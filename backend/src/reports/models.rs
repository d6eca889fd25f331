use chrono::{DateTime, Utc};
use serde::{Deserialize, Serialize};
use shared::{EyeSide, Gender, PatientInfo, Verdict};

/// One row of the screening dashboard. Field names mirror the CSV header so
/// rows round-trip through the serde reader unchanged.
#[derive(Debug, Clone, Serialize, Deserialize)]
pub struct ReportRecord {
    #[serde(rename = "Timestamp")]
    pub timestamp: DateTime<Utc>,
    #[serde(rename = "Patient Name")]
    pub patient_name: String,
    #[serde(rename = "Age")]
    pub age: u32,
    #[serde(rename = "Gender")]
    pub gender: Gender,
    #[serde(rename = "Eye Side")]
    pub eye_side: EyeSide,
    #[serde(rename = "Meta Probability")]
    pub probability: f32,
    #[serde(rename = "Final Class")]
    pub verdict: Verdict,
    #[serde(rename = "Image Hash")]
    pub image_hash: String,
}

impl ReportRecord {
    pub fn new(
        patient: &PatientInfo,
        probability: f32,
        verdict: Verdict,
        image_hash: String,
    ) -> Self {
        Self {
            timestamp: Utc::now(),
            patient_name: patient.name.clone(),
            age: patient.age,
            gender: patient.gender,
            eye_side: patient.eye_side,
            probability: round4(probability),
            verdict,
            image_hash,
        }
    }
}

/// Rounds to four decimals for display and persistence.
fn round4(value: f32) -> f32 {
    (value * 10_000.0).round() / 10_000.0
}

/// Dashboard filters; every field is optional and absent fields match all
/// rows.
#[derive(Debug, Default, Clone, Deserialize)]
pub struct ReportFilter {
    pub patient: Option<String>,
    pub verdict: Option<Verdict>,
    pub gender: Option<Gender>,
    pub eye_side: Option<EyeSide>,
}

impl ReportFilter {
    pub fn matches(&self, record: &ReportRecord) -> bool {
        if let Some(fragment) = &self.patient {
            if !record
                .patient_name
                .to_lowercase()
                .contains(&fragment.to_lowercase())
            {
                return false;
            }
        }
        if let Some(verdict) = self.verdict {
            if record.verdict != verdict {
                return false;
            }
        }
        if let Some(gender) = self.gender {
            if record.gender != gender {
                return false;
            }
        }
        if let Some(eye_side) = self.eye_side {
            if record.eye_side != eye_side {
                return false;
            }
        }
        true
    }
}

#[cfg(test)]
mod tests {
    use super::*;

    fn record(name: &str, verdict: Verdict) -> ReportRecord {
        ReportRecord::new(
            &PatientInfo {
                name: name.to_string(),
                age: 52,
                gender: Gender::Female,
                eye_side: EyeSide::Right,
            },
            0.73456,
            verdict,
            "abc123".to_string(),
        )
    }

    #[test]
    fn probability_is_rounded_to_four_decimals() {
        let rec = record("A", Verdict::Cataract);
        assert!((rec.probability - 0.7346).abs() < 1e-6);
    }

    #[test]
    fn name_filter_is_case_insensitive_substring() {
        let rec = record("Jane Doe", Verdict::Normal);
        let filter = ReportFilter {
            patient: Some("jane".to_string()),
            ..Default::default()
        };
        assert!(filter.matches(&rec));
        let filter = ReportFilter {
            patient: Some("smith".to_string()),
            ..Default::default()
        };
        assert!(!filter.matches(&rec));
    }

    #[test]
    fn verdict_and_demographic_filters_are_exact() {
        let rec = record("Jane", Verdict::Cataract);
        let filter = ReportFilter {
            verdict: Some(Verdict::Normal),
            ..Default::default()
        };
        assert!(!filter.matches(&rec));
        let filter = ReportFilter {
            gender: Some(Gender::Female),
            eye_side: Some(EyeSide::Right),
            ..Default::default()
        };
        assert!(filter.matches(&rec));
    }

    #[test]
    fn empty_filter_matches_everything() {
        assert!(ReportFilter::default().matches(&record("X", Verdict::Normal)));
    }
}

·····

# Exercise goal
Lines that contain "rows" should be pulled from the entries above and reported.

# Completed task
/// rows round-trip through the serde reader unchanged.
/// rows.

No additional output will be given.